Cache-enabled Small Cell Networks: Modeling and Tradeoffs
Ejder Ba\c{s}tu\u{g}, Mehdi Bennis, Marios Kountouris, M\'erouane, Debbah

TL;DR
This paper models cache-enabled small cell networks using stochastic geometry, deriving formulas for outage probability and delivery rate, and analyzes how system parameters affect performance to guide network deployment.
Contribution
It provides a mathematical framework for analyzing cache-enabled small cell networks, including closed-form expressions for key performance metrics and insights into parameter tradeoffs.
Findings
Outage probability can be reduced by increasing SBS density or cache size.
System performance depends on SINR, cache size, SBS density, and file popularity.
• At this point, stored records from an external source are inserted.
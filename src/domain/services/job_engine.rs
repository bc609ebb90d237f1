use std::collections::BTreeMap;
use std::sync::Arc;
use chrono::{DateTime, Utc};
use futures::future::join_all;
use serde::{Deserialize, Serialize};
use serde_json::json;
use tracing::{info, info_span, warn, Instrument};

use crate::config::WorkflowConfig;
use crate::domain::models::{
    audit::{AuditEvent, AuditEventType},
    booking::{BookingChanges, BookingEvent},
    job::{Job, JobFilters, JobStatus, JobType, NewJobParams},
    staff::{Actor, ActorRole, StaffRole},
};
use crate::domain::ports::{AuditRepository, DispatchService, JobRepository};
use crate::domain::services::requirements::{derive_priority, requirements_for};
use crate::domain::services::state_machine::{self, apply_transition, TransitionExtra};
use crate::domain::services::timing::compute_schedule;
use crate::error::AppError;

const MAX_CAS_ATTEMPTS: usize = 3;
pub const BOOKING_CANCELLED_REASON: &str = "booking cancelled";

#[derive(Debug, Serialize, Deserialize, Clone)]
pub struct CreateJobsRequest {
    pub booking_id: String,
    pub property_id: String,
    pub property_name: String,
    pub guest_name: String,
    pub check_in_date: DateTime<Utc>,
    pub check_out_date: DateTime<Utc>,
    pub special_instructions: Option<String>,
}

impl From<&BookingEvent> for CreateJobsRequest {
    fn from(event: &BookingEvent) -> Self {
        Self {
            booking_id: event.booking_id.clone(),
            property_id: event.property_id.clone(),
            property_name: event.property_name.clone(),
            guest_name: event.guest_name.clone(),
            check_in_date: event.check_in_date,
            check_out_date: event.check_out_date,
            special_instructions: event.special_instructions.clone(),
        }
    }
}

#[derive(Debug, Serialize, Clone, Copy, PartialEq, Eq)]
#[serde(rename_all = "snake_case")]
pub enum SideEffectKind {
    Dispatch,
    Audit,
}

#[derive(Debug, Serialize, Clone, PartialEq, Eq)]
#[serde(tag = "outcome", rename_all = "snake_case")]
pub enum SideEffectStatus {
    Done { detail: Option<String> },
    Skipped { reason: String },
    Failed { error: String },
}

/// Result of a best-effort call. Reported next to the core outcome and never
/// turned into an operation failure.
#[derive(Debug, Serialize, Clone, PartialEq, Eq)]
pub struct SideEffectOutcome {
    pub kind: SideEffectKind,
    pub job_id: Option<String>,
    pub status: SideEffectStatus,
}

impl SideEffectOutcome {
    pub fn failed(&self) -> bool {
        matches!(self.status, SideEffectStatus::Failed { .. })
    }
}

#[derive(Debug, Serialize, Clone)]
pub struct JobsCreated {
    pub booking_id: String,
    pub job_ids: Vec<String>,
    pub jobs: Vec<Job>,
    pub warnings: Vec<String>,
    pub side_effects: Vec<SideEffectOutcome>,
}

#[derive(Debug, Serialize, Clone, Default)]
pub struct ModificationOutcome {
    pub booking_id: String,
    pub rescheduled: bool,
    pub modified_job_ids: Vec<String>,
    pub unassigned_job_ids: Vec<String>,
    pub side_effects: Vec<SideEffectOutcome>,
}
Tradeoffs between infrastructure investment and caching capacity are characterized.
Abstract
We consider a network model where small base stations (SBSs) have caching capabilities as a means to alleviate the backhaul load and satisfy users' demand. The SBSs are stochastically distributed over the plane according to a Poisson point process (PPP), and serve their users either (i) by bringing the content from the Internet through a finite rate backhaul or (ii) by serving them from the local caches. We derive closed-form expressions for the outage probability and the average delivery rate as a function of the signal-to-interference-plus-noise ratio (SINR), SBS density, target file bitrate, storage size, file length and file popularity. We then analyze the impact of key operating parameters on the system performance. It is shown that a certain outage probability can be achieved either by increasing the number of base stations or the total storage size. Our results and analysis…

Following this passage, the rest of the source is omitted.